[Provided data]
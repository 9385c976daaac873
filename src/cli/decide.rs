//! `warden decide`: dry-run the full pipeline on one request.
//!
//! Pushback state lives in memory only and nothing is audited, so running
//! this never changes what the real hook will do next.

use crate::policy::{parser, Pipeline};
use crate::protocol::{HookOutput, ToolCallRequest, PRE_TOOL_USE};
use crate::pushback::MemoryStore;
use crate::review::{AdvisoryReviewer, ClaudeReviewer};
use anyhow::{Context, Result};
use colored::Colorize;
use std::io::Read;
use std::path::Path;
use std::time::Duration;

pub async fn run_decide(file: Option<&Path>) -> Result<()> {
    let raw = match file {
        Some(path) => std::fs::read_to_string(path)
            .with_context(|| format!("Failed to read request file: {}", path.display()))?,
        None => {
            let mut buf = String::new();
            std::io::stdin()
                .read_to_string(&mut buf)
                .context("Failed to read request from stdin")?;
            buf
        }
    };

    let event = match ToolCallRequest::parse(&raw) {
        Ok(request) => request.event_name,
        Err(e) => {
            eprintln!("  {} {} (the hook would fall through)", "ℹ".blue(), e);
            PRE_TOOL_USE.to_string()
        }
    };

    let config = parser::load();
    let ttl = Duration::from_secs(config.pushback_ttl_secs);
    let reviewer = AdvisoryReviewer::new(
        Box::new(ClaudeReviewer::new(config.reviewer.clone())),
        Box::new(MemoryStore::new(ttl)),
    );
    let pipeline = Pipeline::new(config).with_reviewer(reviewer);

    let verdict = pipeline.decide(&raw).await;
    match HookOutput::from_verdict(&verdict, &event) {
        Some(output) => println!("{}", output.to_json()?),
        None => eprintln!("  {} no opinion (empty output)", "ℹ".blue()),
    }
    Ok(())
}
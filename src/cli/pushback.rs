//! `warden pushback`: inspect or clear outstanding pushback records.

use crate::policy::parser;
use crate::pushback::{FileStore, PushbackStore};
use anyhow::Result;
use chrono::Utc;
use colored::Colorize;
use std::time::Duration;

fn store() -> Result<FileStore> {
    let config = parser::load();
    FileStore::new(Duration::from_secs(config.pushback_ttl_secs))
}

pub fn run_pushback_list() -> Result<()> {
    let store = store()?;
    let purged = store.purge_expired()?;
    let records = store.list()?;

    println!();
    if records.is_empty() {
        println!("  {} No outstanding pushbacks.", "ℹ".blue());
    } else {
        for record in &records {
            let age = (Utc::now() - record.created_at).num_seconds().max(0);
            println!(
                "  {} {}",
                record.request_hash.bold(),
                format!("({}s ago)", age).dimmed()
            );
        }
    }
    if purged > 0 {
        println!("  {}", format!("{} expired record(s) removed", purged).dimmed());
    }
    println!();
    Ok(())
}

/// Clear one record, or all of them when `hash` is `None`.
pub fn run_pushback_clear(hash: Option<&str>) -> Result<()> {
    let store = store()?;

    let cleared = match hash {
        Some(hash) => {
            store.clear(hash)?;
            1
        }
        None => {
            let records = store.list()?;
            for record in &records {
                store.clear(&record.request_hash)?;
            }
            records.len()
        }
    };

    println!(
        "  {} Cleared {} pushback record(s)",
        "✓".green().bold(),
        cleared
    );
    Ok(())
}
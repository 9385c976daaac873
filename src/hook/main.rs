//! warden-hook: Claude Code PreToolUse hook.
//!
//! Reads one tool-call request from stdin, decides it, and prints the
//! decision envelope to stdout. Prints nothing when warden has no opinion.
//! Always exits 0: a crashing hook would block the agent.
//!
//! Stdin format (from Claude Code):
//! {
//!   "session_id": "...",
//!   "cwd": "/project/path",
//!   "hook_event_name": "PreToolUse",
//!   "tool_name": "Bash",
//!   "tool_input": { "command": "rm -rf /" }
//! }

use std::io::Read;
use std::process;
use tracing_subscriber::EnvFilter;
use warden::policy::{parser, Pipeline};
use warden::protocol::{HookOutput, PRE_TOOL_USE};
use warden::review::REVIEWER_ENV;

fn main() {
    tracing_subscriber::fmt()
        .with_env_filter(
            EnvFilter::try_from_env("WARDEN_LOG").unwrap_or_else(|_| EnvFilter::new("warden=warn")),
        )
        .with_writer(std::io::stderr)
        .with_target(false)
        .without_time()
        .init();

    // The reviewer's own tool calls land here too; stay out of its way.
    if std::env::var(REVIEWER_ENV).map_or(false, |v| v == "1") {
        process::exit(0);
    }

    let mut input = String::new();
    if let Err(e) = std::io::stdin().read_to_string(&mut input) {
        tracing::warn!(error = %e, "failed to read stdin");
        process::exit(0);
    }

    let runtime = match tokio::runtime::Builder::new_current_thread()
        .enable_all()
        .build()
    {
        Ok(rt) => rt,
        Err(e) => {
            tracing::warn!(error = %e, "failed to start runtime");
            process::exit(0);
        }
    };

    let pipeline = Pipeline::from_config(parser::load());
    let verdict = runtime.block_on(pipeline.decide(&input));

    // anything other than PreToolUse already fell through
    if let Some(output) = HookOutput::from_verdict(&verdict, PRE_TOOL_USE) {
        match output.to_json() {
            Ok(json) => println!("{}", json),
            Err(e) => tracing::warn!(error = %e, "failed to serialize verdict"),
        }
    }
}
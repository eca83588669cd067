//! Loading game configuration (leaderboard limits + optional location bank) from TOML.
//!
//! See `GameConfig` and `LeaderboardCfg` for expected schema.

use serde::Deserialize;
use tracing::{error, info, warn};

use crate::domain::NewLocation;

#[derive(Clone, Debug, Deserialize, Default)]
pub struct GameConfig {
  #[serde(default)]
  pub leaderboard: LeaderboardCfg,
  #[serde(default)]
  pub locations: Vec<NewLocation>,
}

#[derive(Clone, Debug, Deserialize, PartialEq, Eq)]
#[serde(default)]
pub struct LeaderboardCfg {
  pub default_limit: usize,
  pub max_limit: usize,
}

impl Default for LeaderboardCfg {
  fn default() -> Self {
    Self { default_limit: 10, max_limit: 100 }
  }
}

impl LeaderboardCfg {
  /// Requested limit, or the default, clamped to `1..=max_limit`.
  pub fn effective_limit(&self, requested: Option<usize>) -> usize {
    requested.unwrap_or(self.default_limit).clamp(1, self.max_limit.max(1))
  }
}

impl GameConfig {
  /// Bank entries that satisfy the location invariants; the rest are logged and dropped.
  pub fn valid_locations(&self) -> Vec<NewLocation> {
    self
      .locations
      .iter()
      .filter(|l| match l.missing_field() {
        None => true,
        Some(field) => {
          error!(target: "geoquiz", name = %l.location_name, %field, "Skipping bank location: missing field.");
          false
        }
      })
      .cloned()
      .collect()
  }
}

pub fn parse_config(s: &str) -> Result<GameConfig, toml::de::Error> {
  toml::from_str::<GameConfig>(s)
}

/// Attempt to load `GameConfig` from QUIZ_CONFIG_PATH. On any parsing/IO error, returns None.
pub fn load_game_config_from_env() -> Option<GameConfig> {
  let path = std::env::var("QUIZ_CONFIG_PATH").ok()?;
  match std::fs::read_to_string(&path) {
    Ok(s) => match parse_config(&s) {
      Ok(cfg) => {
        info!(target: "geoquiz", %path, locations = cfg.locations.len(), "Loaded game config (TOML)");
        if cfg.leaderboard.default_limit > cfg.leaderboard.max_limit {
          warn!(target: "geoquiz", default_limit = cfg.leaderboard.default_limit, max_limit = cfg.leaderboard.max_limit, "Leaderboard default exceeds max; it will be clamped");
        }
        Some(cfg)
      }
      Err(e) => {
        error!(target: "geoquiz", %path, error = %e, "Failed to parse TOML config");
        None
      }
    },
    Err(e) => {
      error!(target: "geoquiz", %path, error = %e, "Failed to read TOML config file");
      None
    }
  }
}
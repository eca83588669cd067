//! HTTP endpoint handlers. These are thin wrappers that forward to core logic.
//! Each handler is instrumented; failures map to a status code plus `{ "detail": ... }`,
//! including requests the extractors reject before a handler runs.

use std::sync::Arc;
use axum::{
  extract::{
    rejection::{JsonRejection, PathRejection, QueryRejection},
    FromRequest, FromRequestParts, State,
  },
  http::StatusCode,
  response::{IntoResponse, Response},
  Json,
};
use tracing::{error, instrument, warn};

use crate::domain::{LeaderboardEntry, Player, QuizQuestion, ScoreUpdateResult};
use crate::error::GameError;
use crate::logic;
use crate::protocol::*;
use crate::state::AppState;
use crate::util::trunc_for_log;

pub enum ApiError {
  Game(GameError),
  /// Extractor rejection: malformed body, path, or query string.
  Rejected { status: StatusCode, detail: String },
}

impl From<GameError> for ApiError {
  fn from(e: GameError) -> Self { ApiError::Game(e) }
}

impl From<JsonRejection> for ApiError {
  fn from(r: JsonRejection) -> Self { ApiError::Rejected { status: r.status(), detail: r.body_text() } }
}

impl From<PathRejection> for ApiError {
  fn from(r: PathRejection) -> Self { ApiError::Rejected { status: r.status(), detail: r.body_text() } }
}

impl From<QueryRejection> for ApiError {
  fn from(r: QueryRejection) -> Self { ApiError::Rejected { status: r.status(), detail: r.body_text() } }
}

/// `Json` whose rejection renders as `ErrorOut`.
#[derive(FromRequest)]
#[from_request(via(axum::Json), rejection(ApiError))]
pub struct ApiJson<T>(pub T);

#[derive(FromRequestParts)]
#[from_request(via(axum::extract::Path), rejection(ApiError))]
pub struct ApiPath<T>(pub T);

#[derive(FromRequestParts)]
#[from_request(via(axum::extract::Query), rejection(ApiError))]
pub struct ApiQuery<T>(pub T);

pub fn status_for(e: &GameError) -> StatusCode {
  match e {
    GameError::NoLocations => StatusCode::SERVICE_UNAVAILABLE,
    GameError::DuplicateName(_) | GameError::InvalidName(_) | GameError::InvalidRequest(_) => StatusCode::BAD_REQUEST,
    GameError::PlayerNotFound(_) => StatusCode::NOT_FOUND,
    GameError::EmptyHints { .. }
    | GameError::EmptyFacts { .. }
    | GameError::EmptyTrivia { .. }
    | GameError::DuplicateCode
    | GameError::Repo(_) => StatusCode::INTERNAL_SERVER_ERROR,
  }
}

impl IntoResponse for ApiError {
  fn into_response(self) -> Response {
    let (status, detail) = match self {
      ApiError::Game(e) => {
        let status = status_for(&e);
        let detail = if e.is_client_error() || status == StatusCode::SERVICE_UNAVAILABLE {
          warn!(target: "geoquiz", kind = e.kind(), error = %e, "Request rejected");
          e.to_string()
        } else {
          error!(target: "geoquiz", kind = e.kind(), error = %e, "Request failed");
          "Internal error".to_string()
        };
        (status, detail)
      }
      ApiError::Rejected { status, detail } => {
        warn!(target: "geoquiz", %status, %detail, "Request malformed");
        (status, detail)
      }
    };
    (status, Json(ErrorOut { detail })).into_response()
  }
}

type ApiResult<T> = Result<Json<T>, ApiError>;

#[instrument(level = "info")]
pub async fn http_health() -> impl IntoResponse { Json(HealthOut { ok: true }) }

#[instrument(level = "info", skip(state))]
pub async fn http_get_question(State(state): State<Arc<AppState>>) -> ApiResult<QuizQuestion> {
  Ok(Json(logic::new_question(&state).await?))
}

#[instrument(level = "info")]
pub async fn http_verify_answer(ApiPath((question_id, answer_id)): ApiPath<(i64, i64)>) -> Json<VerifyOut> {
  Json(VerifyOut { is_correct: logic::check_answer(question_id, answer_id) })
}

#[instrument(level = "info", skip(state, body))]
pub async fn http_register_player(
  State(state): State<Arc<AppState>>,
  ApiJson(body): ApiJson<PlayerCreate>,
) -> ApiResult<Player> {
  Ok(Json(logic::register(&state, &body.player_name).await?))
}

#[instrument(level = "info", skip(state, player_name), fields(name = %trunc_for_log(&player_name, 60)))]
pub async fn http_player_by_name(
  State(state): State<Arc<AppState>>,
  ApiPath(player_name): ApiPath<String>,
) -> ApiResult<Player> {
  Ok(Json(logic::player_by_name(&state, &player_name).await?))
}

#[instrument(level = "info", skip(state))]
pub async fn http_player_by_code(
  State(state): State<Arc<AppState>>,
  ApiPath(referral_code): ApiPath<String>,
) -> ApiResult<Player> {
  Ok(Json(logic::player_by_code(&state, &referral_code).await?))
}

#[instrument(level = "info", skip(state, body), fields(score = body.score))]
pub async fn http_submit_score(
  State(state): State<Arc<AppState>>,
  ApiJson(body): ApiJson<ScoreUpdate>,
) -> ApiResult<ScoreUpdateResult> {
  Ok(Json(logic::submit_score(&state, &body.player_name, body.score).await?))
}

#[instrument(level = "info", skip(state))]
pub async fn http_leaderboard(
  State(state): State<Arc<AppState>>,
  ApiQuery(q): ApiQuery<LeaderboardQuery>,
) -> ApiResult<Vec<LeaderboardEntry>> {
  Ok(Json(logic::leaderboard(&state, q.limit).await?))
}

#[instrument(level = "info", skip(state))]
pub async fn http_list_locations(State(state): State<Arc<AppState>>) -> ApiResult<LocationsOut> {
  Ok(Json(logic::list_locations(&state).await?))
}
[/Provided data]
What is expected: Scan the entries for lines with the string "will". Report only how many there are.

Answer for this exercise: 2